I am certainly digressing today… must be my ageing brain…

The conversation with my friend revealed that 50 is when you count your academic eggs in the basket and ponder what they are worth and whether you want to go on producing them at the same crazy rhythm. The answer is no. A relative no. In the Humanities 50 is still a rather young age, the time when you may turn out to be ‘wise’, if that word still makes any sense, after decades of reading. It is also the age in which you tell yourself that ‘since what I love doing is reading, why don’t I simply use all my time for it?’. It’s very tempting. This is why the ages between 50 and 55 are, I’m sure, the time when many researchers start to slow down, not because they lose interest in their subjects (quite the opposite) but because they want to be let alone by a system that demands an absurd, stressful productivity offering very little reward.

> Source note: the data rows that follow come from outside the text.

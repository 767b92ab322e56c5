//! Compute-expression algebra accepted by the scanner.
//!
//! Function names follow the columnar library's kernel names so a rendered expression
//! reads the same as the library's own expression printer:
//! `and_kleene(greater(id, 50), equal(category, "A"))`.

use std::fmt;

use crate::scalar::ScalarValue;

/// Named kernel applied by a [`ComputeExpr::Call`].
#[derive(Debug, Clone, PartialEq)]
pub enum ComputeFunction {
    /// `=` comparison.
    Equal,
    /// `!=` comparison.
    NotEqual,
    /// `<` comparison.
    Less,
    /// `<=` comparison.
    LessEqual,
    /// `>` comparison.
    Greater,
    /// `>=` comparison.
    GreaterEqual,
    /// IEEE NaN test; null stays null.
    IsNan,
    /// Boolean negation.
    Invert,
    /// Validity test, never null.
    IsNull,
    /// Inverse of [`ComputeFunction::IsNull`].
    IsValid,
    /// Three-valued AND.
    AndKleene,
    /// Three-valued OR.
    OrKleene,
    /// Child field of a struct by index.
    StructField(usize),
}

impl ComputeFunction {
    /// Kernel name as printed.
    pub fn name(&self) -> &'static str {
        match self {
            ComputeFunction::Equal => "equal",
            ComputeFunction::NotEqual => "not_equal",
            ComputeFunction::Less => "less",
            ComputeFunction::LessEqual => "less_equal",
            ComputeFunction::Greater => "greater",
            ComputeFunction::GreaterEqual => "greater_equal",
            ComputeFunction::IsNan => "is_nan",
            ComputeFunction::Invert => "invert",
            ComputeFunction::IsNull => "is_null",
            ComputeFunction::IsValid => "is_valid",
            ComputeFunction::AndKleene => "and_kleene",
            ComputeFunction::OrKleene => "or_kleene",
            ComputeFunction::StructField(_) => "struct_field",
        }
    }

    /// Number of arguments the kernel takes.
    pub fn arity(&self) -> usize {
        match self {
            ComputeFunction::Equal
            | ComputeFunction::NotEqual
            | ComputeFunction::Less
            | ComputeFunction::LessEqual
            | ComputeFunction::Greater
            | ComputeFunction::GreaterEqual
            | ComputeFunction::AndKleene
            | ComputeFunction::OrKleene => 2,
            ComputeFunction::IsNan
            | ComputeFunction::Invert
            | ComputeFunction::IsNull
            | ComputeFunction::IsValid
            | ComputeFunction::StructField(_) => 1,
        }
    }
}

/// Expression tree over a record batch.
#[derive(Debug, Clone, PartialEq)]
pub enum ComputeExpr {
    /// Top-level column by name.
    Field(String),
    /// Constant.
    Literal(ScalarValue),
    /// Kernel call.
    Call {
        /// Kernel.
        function: ComputeFunction,
        /// Arguments, `function.arity()` of them.
        args: Vec<ComputeExpr>,
    },
}

/// Reference to a top-level column.
pub fn field_ref(name: impl Into<String>) -> ComputeExpr {
    ComputeExpr::Field(name.into())
}

/// Constant expression.
pub fn literal(value: ScalarValue) -> ComputeExpr {
    ComputeExpr::Literal(value)
}

/// Boolean constant.
pub fn lit_bool(value: bool) -> ComputeExpr {
    ComputeExpr::Literal(ScalarValue::Boolean(value))
}

/// Kernel call.
pub fn call(function: ComputeFunction, args: Vec<ComputeExpr>) -> ComputeExpr {
    ComputeExpr::Call { function, args }
}

impl ComputeExpr {
    /// `and_kleene(self, other)`.
    pub fn and_kleene(self, other: ComputeExpr) -> ComputeExpr {
        call(ComputeFunction::AndKleene, vec![self, other])
    }

    /// `or_kleene(self, other)`.
    pub fn or_kleene(self, other: ComputeExpr) -> ComputeExpr {
        call(ComputeFunction::OrKleene, vec![self, other])
    }

    /// `invert(self)`.
    pub fn invert(self) -> ComputeExpr {
        call(ComputeFunction::Invert, vec![self])
    }

    /// `struct_field(self, [index])`.
    pub fn struct_field(self, index: usize) -> ComputeExpr {
        call(ComputeFunction::StructField(index), vec![self])
    }

    /// Constant boolean payload, if this is a boolean literal.
    pub fn as_bool_literal(&self) -> Option<bool> {
        match self {
            ComputeExpr::Literal(v) => v.as_bool(),
            _ => None,
        }
    }

    /// Top-level column names referenced anywhere in the tree, first occurrence order.
    pub fn referenced_fields(&self) -> Vec<&str> {
        let mut out = Vec::new();
        self.collect_fields(&mut out);
        out
    }

    fn collect_fields<'a>(&'a self, out: &mut Vec<&'a str>) {
        match self {
            ComputeExpr::Field(name) => {
                if !out.contains(&name.as_str()) {
                    out.push(name);
                }
            }
            ComputeExpr::Literal(_) => {}
            ComputeExpr::Call { args, .. } => {
                for arg in args {
                    arg.collect_fields(out);
                }
            }
        }
    }
}

impl fmt::Display for ComputeExpr {
    fn fmt(&self, f: &mut fmt::Formatter<'_>) -> fmt::Result {
        match self {
            ComputeExpr::Field(name) => write!(f, "{name}"),
            ComputeExpr::Literal(v) => write!(f, "{v}"),
            ComputeExpr::Call { function, args } => {
                write!(f, "{}(", function.name())?;
                for (i, arg) in args.iter().enumerate() {
                    if i > 0 {
                        write!(f, ", ")?;
                    }
                    write!(f, "{arg}")?;
                }
                if let ComputeFunction::StructField(index) = function {
                    write!(f, ", [{index}]")?;
                }
                write!(f, ")")
            }
        }
    }
}
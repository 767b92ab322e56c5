//! Session facade over the scanbridge storage layer, plus the foreign surfaces built on it.
//!
//! Key modules:
//! - `bridge`: [`Bridge`], registration and scan entry points
//! - [`export`]: structural chunk export through the Arrow C data interface
//! - [`ffi`]: stable C ABI (feature `ffi`)
//! - `python`: pyo3 bindings (feature `python`)

mod bridge;
mod request;
mod session;

pub mod export;
#[cfg(feature = "ffi")]
pub mod ffi;
#[cfg(feature = "python")]
mod python;

pub use bridge::Bridge;
pub use export::{ChunkMatrix, RawArrowArray};
pub use request::request_from_json;
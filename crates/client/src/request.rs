use std::collections::BTreeMap;

use arrow_schema::Schema;
use scanbridge_common::{BridgeError, Result};
use scanbridge_planner::{FilterWire, LogicalType, ProduceRequest, TableFilterSet};
use tracing::warn;

/// Builds a produce request from column names and JSON filters keyed by column name.
///
/// `filters_json` is an object mapping a column name to a filter wire record, for example
/// `{"id": {"filter_type": "constant_comparison", "comparison_type": 28,
/// "value": {"kind": "int64", "payload": 50}}}`. Filters that cannot be decoded for their
/// column's type are dropped with a warning.
pub fn request_from_json(
    schema: &Schema,
    columns: &[String],
    filters_json: Option<&str>,
) -> Result<ProduceRequest> {
    let mut filters = TableFilterSet::new();
    if let Some(raw) = filters_json {
        let parsed: BTreeMap<String, FilterWire> = serde_json::from_str(raw)
            .map_err(|e| BridgeError::InvalidConfig(format!("invalid filters JSON: {e}")))?;
        for (name, wire) in parsed {
            let index = schema.index_of(&name).map_err(|_| {
                BridgeError::Contract(format!("filter on unknown column '{name}'"))
            })?;
            let ty = LogicalType::from_arrow(schema.field(index).data_type());
            match wire.to_node(&ty) {
                Ok(node) => filters.push(index, node),
                Err(e) if e.is_skip() => warn!(column = %name, error = %e, "filter dropped"),
                Err(e) => return Err(e),
            }
        }
    }
    Ok(ProduceRequest::new()
        .with_projection(columns.iter().cloned())
        .with_filters(filters))
}
use serde::{Deserialize, Serialize};

use crate::types::LogicalType;
use crate::value::Value;

/// Null/valid possibility flags derived from a null count.
#[derive(Debug, Clone, Copy, PartialEq, Eq, Serialize, Deserialize)]
pub enum StatsInfo {
    CannotHaveNullValues,
    CannotHaveValidValues,
    CanHaveNullAndValidValues,
}

impl StatsInfo {
    pub fn from_counts(null_count: u64, row_count: u64) -> Self {
        if null_count == 0 {
            StatsInfo::CannotHaveNullValues
        } else if null_count == row_count {
            StatsInfo::CannotHaveValidValues
        } else {
            StatsInfo::CanHaveNullAndValidValues
        }
    }
}

#[derive(Debug, Clone, PartialEq, Serialize, Deserialize)]
pub enum StatsKind {
    Numeric {
        min: Option<Value>,
        max: Option<Value>,
    },
    String {
        min: Option<String>,
        max: Option<String>,
        max_string_length: Option<u32>,
    },
    Empty,
}

/// Engine-side statistics object for one column.
#[derive(Debug, Clone, PartialEq, Serialize, Deserialize)]
pub struct BaseStatistics {
    logical_type: LogicalType,
    can_have_null: bool,
    can_have_valid: bool,
    kind: StatsKind,
    distinct_count: Option<u64>,
}

impl BaseStatistics {
    /// Statistics for a column with no values yet: neither nulls nor valid values.
    pub fn create_empty(logical_type: LogicalType) -> Self {
        let kind = if logical_type == LogicalType::Varchar {
            StatsKind::String {
                min: None,
                max: None,
                max_string_length: None,
            }
        } else if logical_type.has_numeric_stats() {
            StatsKind::Numeric {
                min: None,
                max: None,
            }
        } else {
            StatsKind::Empty
        };
        Self {
            logical_type,
            can_have_null: false,
            can_have_valid: false,
            kind,
            distinct_count: None,
        }
    }

    pub fn set(&mut self, info: StatsInfo) {
        let (null, valid) = match info {
            StatsInfo::CannotHaveNullValues => (false, true),
            StatsInfo::CannotHaveValidValues => (true, false),
            StatsInfo::CanHaveNullAndValidValues => (true, true),
        };
        self.can_have_null = null;
        self.can_have_valid = valid;
    }

    pub fn logical_type(&self) -> &LogicalType {
        &self.logical_type
    }

    pub fn can_have_null(&self) -> bool {
        self.can_have_null
    }

    pub fn can_have_valid(&self) -> bool {
        self.can_have_valid
    }

    pub fn kind(&self) -> &StatsKind {
        &self.kind
    }

    /// Sets numeric bounds. Ignored for non-numeric statistics.
    pub fn set_min(&mut self, value: Value) {
        if let StatsKind::Numeric { min, .. } = &mut self.kind {
            *min = Some(value);
        }
    }

    pub fn set_max(&mut self, value: Value) {
        if let StatsKind::Numeric { max, .. } = &mut self.kind {
            *max = Some(value);
        }
    }

    pub fn numeric_min(&self) -> Option<&Value> {
        match &self.kind {
            StatsKind::Numeric { min, .. } => min.as_ref(),
            _ => None,
        }
    }

    pub fn numeric_max(&self) -> Option<&Value> {
        match &self.kind {
            StatsKind::Numeric { max, .. } => max.as_ref(),
            _ => None,
        }
    }

    /// Widens the string bounds to include `value`.
    pub fn update_string(&mut self, value: &str) {
        if let StatsKind::String { min, max, .. } = &mut self.kind {
            if min.as_deref().is_none_or(|m| value < m) {
                *min = Some(value.to_string());
            }
            if max.as_deref().is_none_or(|m| value > m) {
                *max = Some(value.to_string());
            }
        }
    }

    pub fn set_max_string_length(&mut self, len: u32) {
        if let StatsKind::String {
            max_string_length, ..
        } = &mut self.kind
        {
            *max_string_length = Some(len);
        }
    }

    pub fn string_min(&self) -> Option<&str> {
        match &self.kind {
            StatsKind::String { min, .. } => min.as_deref(),
            _ => None,
        }
    }

    pub fn string_max(&self) -> Option<&str> {
        match &self.kind {
            StatsKind::String { max, .. } => max.as_deref(),
            _ => None,
        }
    }

    pub fn max_string_length(&self) -> Option<u32> {
        match &self.kind {
            StatsKind::String {
                max_string_length, ..
            } => *max_string_length,
            _ => None,
        }
    }

    pub fn set_distinct_count(&mut self, count: u64) {
        self.distinct_count = Some(count);
    }

    pub fn distinct_count(&self) -> Option<u64> {
        self.distinct_count
    }
}

/// Table-level estimate handed to the engine.
#[derive(Debug, Clone, Copy, Default, PartialEq, Eq, Serialize, Deserialize)]
pub struct NodeStatistics {
    /// Declared row count; `None` when unknown.
    pub estimated_cardinality: Option<u64>,
}

impl NodeStatistics {
    pub fn unknown() -> Self {
        Self::default()
    }

    /// Only positive counts are reported.
    pub fn from_declared(rows: Option<u64>) -> Self {
        Self {
            estimated_cardinality: rows.filter(|r| *r > 0),
        }
    }
}

#[cfg(test)]
mod tests {
    use super::*;

    #[test]
    fn null_flags_follow_null_count() {
        assert_eq!(StatsInfo::from_counts(0, 10), StatsInfo::CannotHaveNullValues);
        assert_eq!(StatsInfo::from_counts(10, 10), StatsInfo::CannotHaveValidValues);
        assert_eq!(
            StatsInfo::from_counts(3, 10),
            StatsInfo::CanHaveNullAndValidValues
        );
        // An empty column has no nulls.
        assert_eq!(StatsInfo::from_counts(0, 0), StatsInfo::CannotHaveNullValues);
    }

    #[test]
    fn string_bounds_widen() {
        let mut stats = BaseStatistics::create_empty(LogicalType::Varchar);
        stats.update_string("m");
        stats.update_string("c");
        stats.update_string("x");
        assert_eq!(stats.string_min(), Some("c"));
        assert_eq!(stats.string_max(), Some("x"));
        stats.set_min(Value::BigInt(1));
        assert!(stats.numeric_min().is_none());
    }

    #[test]
    fn cardinality_only_reports_positive_counts() {
        assert_eq!(NodeStatistics::from_declared(Some(0)).estimated_cardinality, None);
        assert_eq!(
            NodeStatistics::from_declared(Some(3)).estimated_cardinality,
            Some(3)
        );
    }
}
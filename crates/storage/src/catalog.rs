use std::collections::HashMap;
use std::fs;
use std::path::PathBuf;
use std::sync::{Arc, RwLock};

use scanbridge_common::{BridgeError, FactoryId, MetricsRegistry, Result};
use serde::{Deserialize, Serialize};
use tracing::info;

use crate::provider::ScanSource;
use crate::statistics::TableStatistics;

/// Handle returned for a registered view.
#[derive(Debug, Clone, PartialEq, Eq)]
pub struct FactoryHandle {
    pub id: FactoryId,
    pub view: String,
}

/// View name to factory bindings.
///
/// Replacing or removing a binding closes the previous factory after the map lock is
/// released, so a slow release never blocks lookups.
pub struct Catalog {
    views: RwLock<HashMap<String, Arc<dyn ScanSource>>>,
    metrics: MetricsRegistry,
}

impl Catalog {
    pub fn new(metrics: MetricsRegistry) -> Self {
        Self {
            views: RwLock::new(HashMap::new()),
            metrics,
        }
    }

    /// Binds `factory` under its view name.
    ///
    /// # Errors
    /// A taken view name fails unless `replace` is set.
    pub fn register(&self, factory: Arc<dyn ScanSource>, replace: bool) -> Result<FactoryHandle> {
        let handle = FactoryHandle {
            id: factory.id(),
            view: factory.view_name().to_string(),
        };
        let previous = {
            let mut views = self.views.write().expect("catalog lock poisoned");
            if !replace && views.contains_key(&handle.view) {
                return Err(BridgeError::Contract(format!(
                    "view '{}' is already registered",
                    handle.view
                )));
            }
            let previous = views.insert(handle.view.clone(), factory);
            self.update_gauges(&views);
            previous
        };
        if let Some(previous) = previous {
            info!(view = %handle.view, old = %previous.id(), new = %handle.id, "view replaced");
            previous.close();
        } else {
            info!(view = %handle.view, factory = %handle.id, "view registered");
        }
        Ok(handle)
    }

    /// Removes and closes the factory bound to `view`; false when nothing was bound.
    pub fn unregister(&self, view: &str) -> bool {
        let removed = {
            let mut views = self.views.write().expect("catalog lock poisoned");
            let removed = views.remove(view);
            self.update_gauges(&views);
            removed
        };
        match removed {
            Some(factory) => {
                factory.close();
                info!(view, factory = %factory.id(), "view unregistered");
                true
            }
            None => false,
        }
    }

    /// Like [`Catalog::unregister`], but only while `handle` is still the bound factory.
    pub fn unregister_handle(&self, handle: &FactoryHandle) -> bool {
        let removed = {
            let mut views = self.views.write().expect("catalog lock poisoned");
            if views.get(&handle.view).map(|f| f.id()) != Some(handle.id) {
                return false;
            }
            let removed = views.remove(&handle.view);
            self.update_gauges(&views);
            removed
        };
        if let Some(factory) = removed {
            factory.close();
            info!(view = %handle.view, factory = %handle.id, "view unregistered");
        }
        true
    }

    pub fn get(&self, view: &str) -> Result<Arc<dyn ScanSource>> {
        self.views
            .read()
            .expect("catalog lock poisoned")
            .get(view)
            .cloned()
            .ok_or_else(|| BridgeError::Contract(format!("unknown view: {view}")))
    }

    /// Registered view names, sorted.
    pub fn views(&self) -> Vec<String> {
        let mut names: Vec<_> = self
            .views
            .read()
            .expect("catalog lock poisoned")
            .keys()
            .cloned()
            .collect();
        names.sort();
        names
    }

    /// Closes and removes every factory.
    pub fn close_all(&self) {
        let drained: Vec<_> = {
            let mut views = self.views.write().expect("catalog lock poisoned");
            let drained = views.drain().map(|(_, f)| f).collect();
            self.update_gauges(&views);
            drained
        };
        for factory in drained {
            factory.close();
        }
    }

    fn update_gauges(&self, views: &HashMap<String, Arc<dyn ScanSource>>) {
        let mut counts: HashMap<&'static str, u64> =
            HashMap::from([("arrow_table", 0), ("holder", 0)]);
        for factory in views.values() {
            *counts.entry(factory.kind()).or_default() += 1;
        }
        for (kind, count) in counts {
            self.metrics.set_registered_factories(kind, count);
        }
    }
}

impl Drop for Catalog {
    fn drop(&mut self) {
        self.close_all();
    }
}

/// Parquet-backed view declared in a catalog file.
#[derive(Debug, Clone, Serialize, Deserialize)]
pub struct TableDef {
    pub name: String,
    pub path: PathBuf,
    #[serde(default)]
    pub deferred_release: Option<bool>,
    #[serde(default)]
    pub statistics: Option<TableStatistics>,
}

/// Reads a JSON array of [`TableDef`].
pub fn load_table_defs(path: impl AsRef<std::path::Path>) -> Result<Vec<TableDef>> {
    let s = fs::read_to_string(path)?;
    serde_json::from_str(&s).map_err(|e| BridgeError::InvalidConfig(e.to_string()))
}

At this point and after twenty-odd years of teaching my friend has decided to teach exclusively online, a possibility that his university offers; another dear male friend chose to transfer to UNED at a similar age. I have tried online teaching myself and I know that I need personal contact with my students, but I also know that this year for the first time I am teaching in a more detached, mechanical way, pretending I don’t notice the students’ disinterest (with few exceptions). My sociologist friend has run a diversity of research projects and is a well-known scholar, with an enviable h-index and all that. Possibly because he is already a full professor and, hence, lacks the enticement (carrot?) of becoming one I can see he is fast losing interest in accumulating more achievements. He is clearly aiming at pleasing himself in his research and this is what he advised me to do–a course for which I am certainly aiming. As my friend told me, the way we’re valued should be a logical result of our academic career, meaning that if you go out of your way only to accrue merits you’re heading for deep disappointment.

I have in my own Department and among the six most senior colleagues past 59 good examples of academic hyperactivity, one in particular who positively bloomed when reaching 50 or thereabouts. This is always an enticement. What drains the energy of any ageing scholar are the achievements of the very young, for this is when you start thinking that you’ve already missed the chance to do this or that. Perhaps one of the most glaringly overlooked aspects of our academic monitoring system is that its obsession for productivity is ageist, in that it requires an amount of energy impossible to sustain in the long run. Or not just impossible but also counterproductive, for past certain age one starts losing the concern about what others may think and this is how academic careers dwindle and evaporate.

To sum up the argument here, while most people place the midlife crisis around 40 (at least the Spanish idiom is ‘la crisis de los 40’), I find that for a Humanities teacher/researcher this happens, rather, at 50. It is not, however, a sad time in which you bemoan what will not be but a happy time when you start enjoying what I can only call, in the best sense, maturity.